“Connections” lead to JCJC’s Keay performing in South America

Written By: Teresa McCreery
Email Address: teresa.mccreery@jcjc.edu
Date Submitted: 2017-12-11 15:49:08

ELLISVILLE – Sometimes it’s who you know that can put you in a key position for success.  Jones County Junior College’s assistant director of bands and flute instructor, Lindsey Keay can say that’s how she landed an opportunity to teach and perform in South America. She was invited to play a rarely performed piece of music on her piccolo in Cartagena Columbia, South America, because of a couple of colleagues.  Keay explained, her USM college friend, Jesus Castro who teaches at the Unibac Conservatorio de Musica Adolfo Meijia in Cartagena, Colombia South America, and USM professor of flute, Dr. Danilo Mezzadri, a Brazilian citizen had a conflict. Because of Dr. Mezzadri’s citizenship interview and the music festival hosted by the El Institucion Universitaria Bellas Artes y Ciencias de Bolivar UNIBAC, were at the same time, both Dr. Mezzadri and Castro called Keay to take Dr. Mezzadri’s place at the international music festival and clinic.

“It was kind of last minute but I was honored that they both thought highly enough of my teaching and performing abilities to go to the festival in his place,” said Keay. 

To be invited to play internationally is simply an amazing experience for Keay. However, this opportunity is unique because piccolo solos are rarely written in orchestral musical pieces and oftentimes, the flute is usually preferred over the high-pitched instrument.

“I think they wanted to play the piccolo arrangement of the Morlacchi II Pastore Svizzero piece because it is kind of a novelty and that arrangement has not been performed very frequently,” said Keay.  “I’m not sure if this piece has ever been played in Colombia before, but certainly not at the university.
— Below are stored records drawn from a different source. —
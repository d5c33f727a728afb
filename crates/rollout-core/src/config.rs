//! Rollout configuration
//!
//! Loaded from a TOML file where every field is optional; CLI flags are
//! applied on top by the binary. Durations are whole seconds.

use crate::error::ConfigError;
use crate::retry::RetryPolicy;
use crate::types::Role;
use serde::{Deserialize, Serialize};
use std::collections::{BTreeMap, BTreeSet};
use std::path::{Path, PathBuf};
use std::time::Duration;

/// Complete rollout configuration
#[derive(Debug, Clone, PartialEq, Serialize, Deserialize)]
#[serde(default)]
pub struct RolloutConfig {
    /// OS version every host should end on
    pub target_version: Option<String>,
    /// Restart services this run stopped when the run halts
    pub rollback_enabled: bool,
    /// Durable location for per-host backups (on each host)
    pub backup_root: PathBuf,
    /// Local directory for run reports
    pub report_dir: PathBuf,
    pub batch: BatchConfig,
    pub timeouts: TimeoutConfig,
    pub validation: ValidationConfig,
    pub roles: RoleRules,
    pub upgrade: UpgradeCommands,
    pub services: ServiceConfig,
    pub inventory: InventoryConfig,
    pub control_plane: ControlPlaneConfig,
    pub ssh: SshConfig,
}

impl Default for RolloutConfig {
    fn default() -> Self {
        Self {
            target_version: None,
            rollback_enabled: false,
            backup_root: PathBuf::from("/var/backups/rollout"),
            report_dir: PathBuf::from("."),
            batch: BatchConfig::default(),
            timeouts: TimeoutConfig::default(),
            validation: ValidationConfig::default(),
            roles: RoleRules::default(),
            upgrade: UpgradeCommands::default(),
            services: ServiceConfig::default(),
            inventory: InventoryConfig::default(),
            control_plane: ControlPlaneConfig::default(),
            ssh: SshConfig::default(),
        }
    }
}

impl RolloutConfig {
    /// Create default configuration
    #[inline]
    #[must_use]
    pub fn new() -> Self {
        Self::default()
    }

    /// Parse from a TOML document
    pub fn from_toml_str(s: &str) -> Result<Self, ConfigError> {
        Ok(toml::from_str(s)?)
    }

    /// Read and parse a TOML file
    pub fn load(path: &Path) -> Result<Self, ConfigError> {
        let raw = std::fs::read_to_string(path).map_err(|source| ConfigError::Read {
            path: path.to_path_buf(),
            source,
        })?;
        Self::from_toml_str(&raw)
    }

    /// With target version
    #[inline]
    #[must_use]
    pub fn with_target_version(mut self, version: impl Into<String>) -> Self {
        self.target_version = Some(version.into());
        self
    }

    /// With a fixed worker batch size
    #[inline]
    #[must_use]
    pub fn with_worker_batch_size(mut self, size: usize) -> Self {
        self.batch.worker_batch_size = Some(size);
        self
    }

    /// Target version, required before `apply`
    pub fn require_target_version(&self) -> Result<&str, ConfigError> {
        match self.target_version.as_deref().map(str::trim) {
            Some(v) if !v.is_empty() => Ok(v),
            _ => Err(ConfigError::Invalid(
                "target_version is required (config file or --target-version)".into(),
            )),
        }
    }

    /// Check cross-field constraints
    pub fn validate(&self) -> Result<(), ConfigError> {
        if self.batch.worker_batch_size == Some(0) {
            return Err(ConfigError::Invalid("worker_batch_size must be at least 1".into()));
        }
        if self.batch.redundancy_factor == 0 {
            return Err(ConfigError::Invalid("redundancy_factor must be at least 1".into()));
        }
        if self.validation.parallelism == 0 {
            return Err(ConfigError::Invalid("validation.parallelism must be at least 1".into()));
        }
        if self.timeouts.reboot_poll_interval_secs == 0 || self.timeouts.service_poll_interval_secs == 0
        {
            return Err(ConfigError::Invalid("poll intervals must be at least 1s".into()));
        }
        if let Some(order) = &self.services.order {
            let unique: BTreeSet<_> = order.iter().collect();
            if unique.len() != order.len() {
                return Err(ConfigError::Invalid("services.order lists a service twice".into()));
            }
        }
        Ok(())
    }
}

/// Batching and failure policy
#[derive(Debug, Clone, PartialEq, Eq, Serialize, Deserialize)]
#[serde(default)]
pub struct BatchConfig {
    /// Fixed worker batch size; derived from fleet size when unset
    pub worker_batch_size: Option<usize>,
    /// Workers per batch = worker count / redundancy factor, clamped to [2, 10]
    pub redundancy_factor: usize,
    /// Settle time between worker batches
    pub cooldown_secs: u64,
    /// Keep launching batches after a host failure
    pub continue_on_host_failure: bool,
}

impl Default for BatchConfig {
    fn default() -> Self {
        Self {
            worker_batch_size: None,
            redundancy_factor: 3,
            cooldown_secs: 30,
            continue_on_host_failure: false,
        }
    }
}

impl BatchConfig {
    #[inline]
    #[must_use]
    pub fn cooldown(&self) -> Duration {
        Duration::from_secs(self.cooldown_secs)
    }
}

/// Per-step time bounds
#[derive(Debug, Clone, PartialEq, Eq, Serialize, Deserialize)]
#[serde(default)]
pub struct TimeoutConfig {
    pub reboot_timeout_secs: u64,
    pub reboot_poll_interval_secs: u64,
    pub service_timeout_secs: u64,
    pub service_poll_interval_secs: u64,
    pub check_timeout_secs: u64,
    /// Bound on a single long-running remote command (upgrade execution)
    pub command_timeout_secs: u64,
}

impl Default for TimeoutConfig {
    fn default() -> Self {
        Self {
            reboot_timeout_secs: 2 * 60 * 60,
            reboot_poll_interval_secs: 15,
            service_timeout_secs: 10 * 60,
            service_poll_interval_secs: 5,
            check_timeout_secs: 60,
            command_timeout_secs: 3 * 60 * 60,
        }
    }
}

impl TimeoutConfig {
    #[inline]
    #[must_use]
    pub fn reboot_timeout(&self) -> Duration {
        Duration::from_secs(self.reboot_timeout_secs)
    }

    #[inline]
    #[must_use]
    pub fn reboot_poll_interval(&self) -> Duration {
        Duration::from_secs(self.reboot_poll_interval_secs)
    }

    #[inline]
    #[must_use]
    pub fn service_timeout(&self) -> Duration {
        Duration::from_secs(self.service_timeout_secs)
    }

    #[inline]
    #[must_use]
    pub fn service_poll_interval(&self) -> Duration {
        Duration::from_secs(self.service_poll_interval_secs)
    }

    #[inline]
    #[must_use]
    pub fn check_timeout(&self) -> Duration {
        Duration::from_secs(self.check_timeout_secs)
    }

    #[inline]
    #[must_use]
    pub fn command_timeout(&self) -> Duration {
        Duration::from_secs(self.command_timeout_secs)
    }
}

/// Validation battery settings
#[derive(Debug, Clone, PartialEq, Eq, Serialize, Deserialize)]
#[serde(default)]
pub struct ValidationConfig {
    /// Hosts validated concurrently
    pub parallelism: usize,
    /// Filesystem the upgrade writes to
    pub disk_path: String,
    /// Below this much free space the host is blocked; below twice this it warns
    pub min_free_disk_mb: u64,
}

impl Default for ValidationConfig {
    fn default() -> Self {
        Self {
            parallelism: 32,
            disk_path: "/var".into(),
            min_free_disk_mb: 4096,
        }
    }
}

/// Service names that decide a discovered host's role
///
/// Precedence is master, then worker, then edge.
#[derive(Debug, Clone, PartialEq, Eq, Serialize, Deserialize)]
#[serde(default)]
pub struct RoleRules {
    pub master_services: BTreeSet<String>,
    pub worker_services: BTreeSet<String>,
}

impl Default for RoleRules {
    fn default() -> Self {
        let set = |names: &[&str]| names.iter().map(|s| (*s).to_string()).collect();
        Self {
            master_services: set(&[
                "NAMENODE",
                "SECONDARYNAMENODE",
                "JOURNALNODE",
                "ZOOKEEPER_SERVER",
                "RESOURCEMANAGER",
                "HBASE_MASTER",
                "HIVEMETASTORE",
                "CATALOGSERVER",
                "STATESTORE",
                "KUDU_MASTER",
            ]),
            worker_services: set(&[
                "DATANODE",
                "NODEMANAGER",
                "REGIONSERVER",
                "IMPALAD",
                "KUDU_TSERVER",
                "SOLR_SERVER",
                "KAFKA_BROKER",
            ]),
        }
    }
}

impl RoleRules {
    /// Role for a set of service names (master > worker > edge)
    #[must_use]
    pub fn classify<'a, I>(&self, services: I) -> Role
    where
        I: IntoIterator<Item = &'a String> + Clone,
    {
        let runs_any = |set: &BTreeSet<String>| {
            services
                .clone()
                .into_iter()
                .any(|s| set.contains(&s.to_ascii_uppercase()))
        };
        if runs_any(&self.master_services) {
            Role::Master
        } else if runs_any(&self.worker_services) {
            Role::Worker
        } else {
            Role::Edge
        }
    }
}

/// Command templates for the OS upgrade utility and host bookkeeping
///
/// Placeholders: `{target}`, `{backup_dir}`, `{hostname}`, `{session}`.
#[derive(Debug, Clone, PartialEq, Eq, Serialize, Deserialize)]
#[serde(default)]
pub struct UpgradeCommands {
    pub backup: String,
    pub install: String,
    /// Dry-run assessment; prints a JSON report on stdout
    pub assess: String,
    /// One-shot cleanup of known-problematic artifacts
    pub remediate: String,
    pub execute: String,
    pub reboot: String,
    /// Prints the running OS version on stdout
    pub version: String,
}

impl Default for UpgradeCommands {
    fn default() -> Self {
        Self {
            backup: "mkdir -p {backup_dir} && tar -czf {backup_dir}/etc.tar.gz -C / etc \
                     && rpm -qa | sort > {backup_dir}/packages.txt"
                .into(),
            install: "rpm -q leapp-upgrade || dnf install -y leapp-upgrade".into(),
            assess: "leapp preupgrade --target {target} >/dev/null 2>&1; \
                     cat /var/log/leapp/leapp-report.json"
                .into(),
            remediate: "dnf remove -y --oldinstallonly --setopt installonly_limit=2; \
                        dnf clean all; rm -rf /var/lib/leapp/scratch"
                .into(),
            execute: "leapp upgrade --target {target}".into(),
            reboot: "systemctl reboot".into(),
            version: ". /etc/os-release && echo $VERSION_ID".into(),
        }
    }
}

/// Substitute `{name}` placeholders in a command template
#[must_use]
pub fn render_command(template: &str, vars: &BTreeMap<&str, String>) -> String {
    vars.iter().fold(template.to_string(), |acc, (key, value)| {
        acc.replace(&format!("{{{key}}}"), value)
    })
}

/// Service topology override
#[derive(Debug, Clone, Default, PartialEq, Eq, Serialize, Deserialize)]
#[serde(default)]
pub struct ServiceConfig {
    /// Explicit stop order; when unset the control plane's order is used
    pub order: Option<Vec<String>>,
}

/// Statically declared host
#[derive(Debug, Clone, PartialEq, Eq, Serialize, Deserialize)]
pub struct StaticHost {
    pub hostname: String,
    /// Defaults to the hostname
    #[serde(default)]
    pub address: Option<String>,
    /// When unset the role is classified from `services`
    #[serde(default)]
    pub role: Option<Role>,
    #[serde(default)]
    pub services: BTreeSet<String>,
}

/// Inventory source
#[derive(Debug, Clone, Default, PartialEq, Eq, Serialize, Deserialize)]
#[serde(default)]
pub struct InventoryConfig {
    /// Static host list; empty means discover through the control plane
    pub hosts: Vec<StaticHost>,
}

/// Control-plane endpoint
#[derive(Debug, Clone, PartialEq, Serialize, Deserialize)]
#[serde(default)]
pub struct ControlPlaneConfig {
    pub base_url: String,
    pub cluster: String,
    pub request_timeout_secs: u64,
    pub accept_invalid_certs: bool,
    pub retry: RetryPolicy,
}

impl Default for ControlPlaneConfig {
    fn default() -> Self {
        Self {
            base_url: "http://localhost:7180/api/v1".into(),
            cluster: "cluster".into(),
            request_timeout_secs: 30,
            accept_invalid_certs: false,
            retry: RetryPolicy::default(),
        }
    }
}

impl ControlPlaneConfig {
    #[inline]
    #[must_use]
    pub fn request_timeout(&self) -> Duration {
        Duration::from_secs(self.request_timeout_secs)
    }
}

/// SSH transport settings
#[derive(Debug, Clone, PartialEq, Eq, Serialize, Deserialize)]
#[serde(default)]
pub struct SshConfig {
    pub user: String,
    pub port: u16,
    pub connect_timeout_secs: u64,
    pub identity_file: Option<PathBuf>,
    /// Extra `-o` options passed verbatim
    pub options: Vec<String>,
}

impl Default for SshConfig {
    fn default() -> Self {
        Self {
            user: "root".into(),
            port: 22,
            connect_timeout_secs: 10,
            identity_file: None,
            options: Vec::new(),
        }
    }
}

impl SshConfig {
    #[inline]
    #[must_use]
    pub fn connect_timeout(&self) -> Duration {
        Duration::from_secs(self.connect_timeout_secs)
    }
}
I was the first piccolo soloist there has ever been. I was super excited but a little stressed out! Just trying to get all the music ready and prepare to travel to a foreign country in the span of a couple weeks was daunting.  I was really grateful and honored for the opportunity.”

Keay’s international spotlight was shared with her friend in a duet performance with the University’s Wind band. However, the majority of her five-days in South America were spent teaching flute masterclasses and giving private lessons to university and high school students.
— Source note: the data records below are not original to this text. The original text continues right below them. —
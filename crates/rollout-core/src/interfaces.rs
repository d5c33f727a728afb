//! Collaborator contracts
//!
//! The kernel never talks to the network directly. It consumes these two
//! traits, implemented over HTTP/SSH in `rollout-connect` and in memory in
//! `rollout-test-utils`.

use crate::error::{ControlPlaneError, RemoteError};
use crate::types::Host;
use serde::{Deserialize, Serialize};
use std::collections::BTreeSet;
use std::fmt;

/// Host entry as listed by the control plane
#[derive(Debug, Clone, PartialEq, Eq, Serialize, Deserialize)]
pub struct HostRecord {
    pub hostname: String,
    #[serde(default)]
    pub address: Option<String>,
    /// Service role names assigned to this host
    #[serde(default)]
    pub services: BTreeSet<String>,
}

/// Service state as reported by the control plane
#[derive(Debug, Clone, Copy, PartialEq, Eq, Hash, Serialize, Deserialize)]
#[serde(rename_all = "lowercase")]
pub enum ServiceState {
    Started,
    Starting,
    Stopping,
    Stopped,
    /// Not running and will not start (e.g. disabled)
    Down,
    Unknown,
}

impl ServiceState {
    /// Quiesced: safe to touch the hosts underneath
    #[inline]
    #[must_use]
    pub fn is_quiesced(&self) -> bool {
        matches!(self, ServiceState::Stopped | ServiceState::Down)
    }

    #[inline]
    #[must_use]
    pub fn is_running(&self) -> bool {
        matches!(self, ServiceState::Started)
    }
}

impl fmt::Display for ServiceState {
    fn fmt(&self, f: &mut fmt::Formatter<'_>) -> fmt::Result {
        f.write_str(match self {
            ServiceState::Started => "started",
            ServiceState::Starting => "starting",
            ServiceState::Stopping => "stopping",
            ServiceState::Stopped => "stopped",
            ServiceState::Down => "down",
            ServiceState::Unknown => "unknown",
        })
    }
}

/// Cluster-wide health summary
#[derive(Debug, Clone, PartialEq, Eq, Serialize, Deserialize)]
pub struct FleetHealth {
    pub healthy: bool,
    #[serde(default)]
    pub details: String,
}

/// Cluster-management control plane
#[async_trait::async_trait]
pub trait ControlPlane: Send + Sync {
    /// All hosts with their assigned services
    async fn list_hosts(&self) -> Result<Vec<HostRecord>, ControlPlaneError>;

    /// Cluster services in dependency (stop) order
    async fn list_cluster_services(&self) -> Result<Vec<String>, ControlPlaneError>;

    /// Issue a stop command
    async fn stop_service(&self, name: &str) -> Result<(), ControlPlaneError>;

    /// Issue a start command
    async fn start_service(&self, name: &str) -> Result<(), ControlPlaneError>;

    /// Current state of one service
    async fn service_state(&self, name: &str) -> Result<ServiceState, ControlPlaneError>;

    /// Fleet-wide health
    async fn fleet_health(&self) -> Result<FleetHealth, ControlPlaneError>;
}

/// Output of one remote command
#[derive(Debug, Clone, Default, PartialEq, Eq, Serialize, Deserialize)]
pub struct CommandOutput {
    pub exit_code: i32,
    pub stdout: String,
    pub stderr: String,
}

impl CommandOutput {
    /// Exit code zero
    #[inline]
    #[must_use]
    pub fn success(&self) -> bool {
        self.exit_code == 0
    }

    /// Successful output with the given stdout
    #[must_use]
    pub fn ok(stdout: impl Into<String>) -> Self {
        Self {
            exit_code: 0,
            stdout: stdout.into(),
            stderr: String::new(),
        }
    }

    /// Failed output with the given code and stderr
    #[must_use]
    pub fn failed(exit_code: i32, stderr: impl Into<String>) -> Self {
        Self {
            exit_code,
            stdout: String::new(),
            stderr: stderr.into(),
        }
    }

    /// Last non-empty stderr line, or the exit code when stderr is empty
    #[must_use]
    pub fn failure_summary(&self) -> String {
        self.stderr
            .lines()
            .rev()
            .map(str::trim)
            .find(|l| !l.is_empty())
            .map_or_else(|| format!("exit code {}", self.exit_code), ToString::to_string)
    }
}

/// Remote command execution channel
#[async_trait::async_trait]
pub trait RemoteExecutor: Send + Sync {
    /// Run a shell command on the host
    async fn execute(&self, host: &Host, command: &str) -> Result<CommandOutput, RemoteError>;

    /// Whether the host currently accepts connections
    async fn is_reachable(&self, host: &Host) -> bool;
}

#[cfg(test)]
mod tests {
    use super::*;

    #[test]
    fn failure_summary_prefers_last_stderr_line() {
        let out = CommandOutput {
            exit_code: 1,
            stdout: String::new(),
            stderr: "warning: x\nerror: disk full\n\n".into(),
        };
        assert_eq!(out.failure_summary(), "error: disk full");
        assert_eq!(CommandOutput::failed(7, "").failure_summary(), "exit code 7");
    }

    #[test]
    fn quiesced_states() {
        assert!(ServiceState::Stopped.is_quiesced());
        assert!(ServiceState::Down.is_quiesced());
        assert!(!ServiceState::Stopping.is_quiesced());
    }

    #[test]
    fn host_record_defaults() {
        let rec: HostRecord = serde_json::from_str(r#"{"hostname":"n1"}"#).unwrap();
        assert!(rec.address.is_none());
        assert!(rec.services.is_empty());
    }
}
“The students and teachers were amazing. I got to meet a lot of interesting people including other guest artists from various countries, the fantastic students and the people in general in Cartagena were really hospitable and welcoming,” said the Canadian born, Keay.

The timing of her international debut was right in the middle of marching band season at JCJC. However, JCJC Director of Bands, Dr. Ben Burge didn’t keep Keay from missing out on this chance of a lifetime.
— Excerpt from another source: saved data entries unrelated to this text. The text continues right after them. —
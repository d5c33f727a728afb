//! Host inventory resolution
//!
//! Hosts come either from a static list or from the control plane. Each
//! host gets exactly one role, fixed for the rest of the run: an explicit
//! role wins, otherwise the service precedence in [`RoleRules`] decides.
//! Discovery never falls back to an empty list.

use rollout_core::{
    ControlPlane, Host, HostRecord, InventoryConfig, InventoryError, RoleRules, StaticHost,
};
use std::collections::HashSet;

/// Where the host list comes from
#[derive(Debug, Clone)]
pub enum InventorySource {
    Static(Vec<StaticHost>),
    Discover,
}

impl InventorySource {
    /// Static when the config lists hosts, discovery otherwise
    #[must_use]
    pub fn from_config(config: &InventoryConfig) -> Self {
        if config.hosts.is_empty() {
            InventorySource::Discover
        } else {
            InventorySource::Static(config.hosts.clone())
        }
    }
}

pub async fn resolve(
    source: &InventorySource,
    control_plane: &dyn ControlPlane,
    rules: &RoleRules,
) -> Result<Vec<Host>, InventoryError> {
    let hosts = match source {
        InventorySource::Static(entries) => entries
            .iter()
            .map(|e| from_static(e, rules))
            .collect::<Result<Vec<_>, _>>()?,
        InventorySource::Discover => {
            let records = control_plane.list_hosts().await.map_err(|e| {
                tracing::error!(error = %e, "host discovery failed");
                InventoryError::ControlPlane(e)
            })?;
            records
                .into_iter()
                .map(|r| from_record(r, rules))
                .collect::<Result<Vec<_>, _>>()?
        }
    };
    check_unique(&hosts)?;
    if hosts.is_empty() {
        return Err(InventoryError::Empty);
    }
    tracing::info!(
        hosts = hosts.len(),
        edge = count(&hosts, rollout_core::Role::Edge),
        worker = count(&hosts, rollout_core::Role::Worker),
        master = count(&hosts, rollout_core::Role::Master),
        "inventory resolved"
    );
    Ok(hosts)
}

fn count(hosts: &[Host], role: rollout_core::Role) -> usize {
    hosts.iter().filter(|h| h.role == role).count()
}

fn check_hostname(hostname: &str) -> Result<(), InventoryError> {
    if hostname.trim().is_empty() {
        return Err(InventoryError::InvalidHost {
            hostname: hostname.to_string(),
            reason: "empty hostname".into(),
        });
    }
    Ok(())
}

fn from_static(entry: &StaticHost, rules: &RoleRules) -> Result<Host, InventoryError> {
    check_hostname(&entry.hostname)?;
    let role = entry
        .role
        .unwrap_or_else(|| rules.classify(&entry.services));
    let address = entry
        .address
        .clone()
        .unwrap_or_else(|| entry.hostname.clone());
    Ok(Host::new(entry.hostname.clone(), address, role).with_services(entry.services.clone()))
}

fn from_record(record: HostRecord, rules: &RoleRules) -> Result<Host, InventoryError> {
    check_hostname(&record.hostname)?;
    let role = rules.classify(&record.services);
    let address = record
        .address
        .filter(|a| !a.trim().is_empty())
        .unwrap_or_else(|| record.hostname.clone());
    Ok(Host::new(record.hostname, address, role).with_services(record.services))
}

fn check_unique(hosts: &[Host]) -> Result<(), InventoryError> {
    let mut seen = HashSet::with_capacity(hosts.len());
    for host in hosts {
        if !seen.insert(host.hostname.as_str()) {
            return Err(InventoryError::DuplicateHost(host.hostname.clone()));
        }
    }
    Ok(())
}

#[cfg(test)]
mod tests {
    use super::*;
    use rollout_core::Role;
    use rollout_test_utils::{host_records, FakeControlPlane};

    fn static_host(hostname: &str, role: Option<Role>, services: &[&str]) -> StaticHost {
        StaticHost {
            hostname: hostname.into(),
            address: None,
            role,
            services: services.iter().map(|s| (*s).to_string()).collect(),
        }
    }

    #[tokio::test]
    async fn discovery_classifies_by_service_precedence() {
        let mut records = host_records(1, 2, 1);
        // A host running both master and worker services is a master
        records[1].services.insert("NAMENODE".into());
        let cp = FakeControlPlane::new(["hdfs"]).with_hosts(records);
        let hosts = resolve(&InventorySource::Discover, &cp, &RoleRules::default())
            .await
            .unwrap();
        let roles: Vec<_> = hosts.iter().map(|h| h.role).collect();
        assert_eq!(roles, vec![Role::Edge, Role::Master, Role::Worker, Role::Master]);
        assert_eq!(hosts[0].address, "10.0.10.1");
    }

    #[tokio::test]
    async fn discovery_fails_fast_when_control_plane_is_down() {
        let cp = FakeControlPlane::new(["hdfs"]).with_hosts(host_records(1, 1, 1));
        cp.set_unreachable(true);
        let err = resolve(&InventorySource::Discover, &cp, &RoleRules::default())
            .await
            .unwrap_err();
        assert!(matches!(err, InventoryError::ControlPlane(_)));
    }

    #[tokio::test]
    async fn static_hosts_keep_explicit_roles() {
        let source = InventorySource::Static(vec![
            static_host("gw", None, &[]),
            static_host("dn", None, &["datanode"]),
            static_host("pinned", Some(Role::Master), &["DATANODE"]),
        ]);
        let cp = FakeControlPlane::new(Vec::<String>::new());
        let hosts = resolve(&source, &cp, &RoleRules::default()).await.unwrap();
        assert_eq!(hosts[0].role, Role::Edge);
        assert_eq!(hosts[1].role, Role::Worker);
        assert_eq!(hosts[2].role, Role::Master);
        assert_eq!(hosts[0].address, "gw");
    }

    #[tokio::test]
    async fn duplicates_and_empty_inventories_are_rejected() {
        let cp = FakeControlPlane::new(Vec::<String>::new());
        let dup = InventorySource::Static(vec![static_host("a", None, &[]), static_host("a", None, &[])]);
        assert!(matches!(
            resolve(&dup, &cp, &RoleRules::default()).await,
            Err(InventoryError::DuplicateHost(h)) if h == "a"
        ));
        assert!(matches!(
            resolve(&InventorySource::Discover, &cp, &RoleRules::default()).await,
            Err(InventoryError::Empty)
        ));
    }
}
“It is a very rare thing to have such an incredibly talented music faculty member at the Junior College level.  Lindsey is by far one of the most talented flute performers in our state and I would bet that she is the very best applied flute teacher on the college level in Mississippi,” said Dr. Burge.

This is Keay’s fourth year working in the JCJC Fine Arts Department. Somehow, she also juggles teaching sectional lessons with South Jones High School students, working on her Ph.D. in music education at USM, she serves as the piccolo/third flute player in the Meridian Symphony Orchestra, and she is a regular player with the North Mississippi Symphony Orchestra and Ballet, the Gulf Coast Symphony Orchestra and the Mississippi Symphony Orchestra.  She has served as the principal flute in the Natchez Music festival for nearly a decade and Keay has given a variety solo, chamber ensemble and orchestral performances in the Festival South series of events in Hattiesburg. 

Keay is a graduate of the University of Texas with her B.M. in Music Studies and Human Learning, a Performance Certificate in Flute and a Texas Teaching Certification, and while at the University of Southern Mississippi, she earned her masters of music in flute performance. During her graduate work at USM, Keay won competitions performing as a soloist with the USM Wind Ensemble and USM Symphony Orchestra. Obviously, Keay personifies what she teaches her students; lots of practicing and hard work, pays off.

“I also tell my students the connections you make in music go way beyond just playing an instrument or singing with others. Try to take advantage of all opportunities that come your way and remember that kindness, honesty, hard work and tenacity go a long way as a teacher and performer.”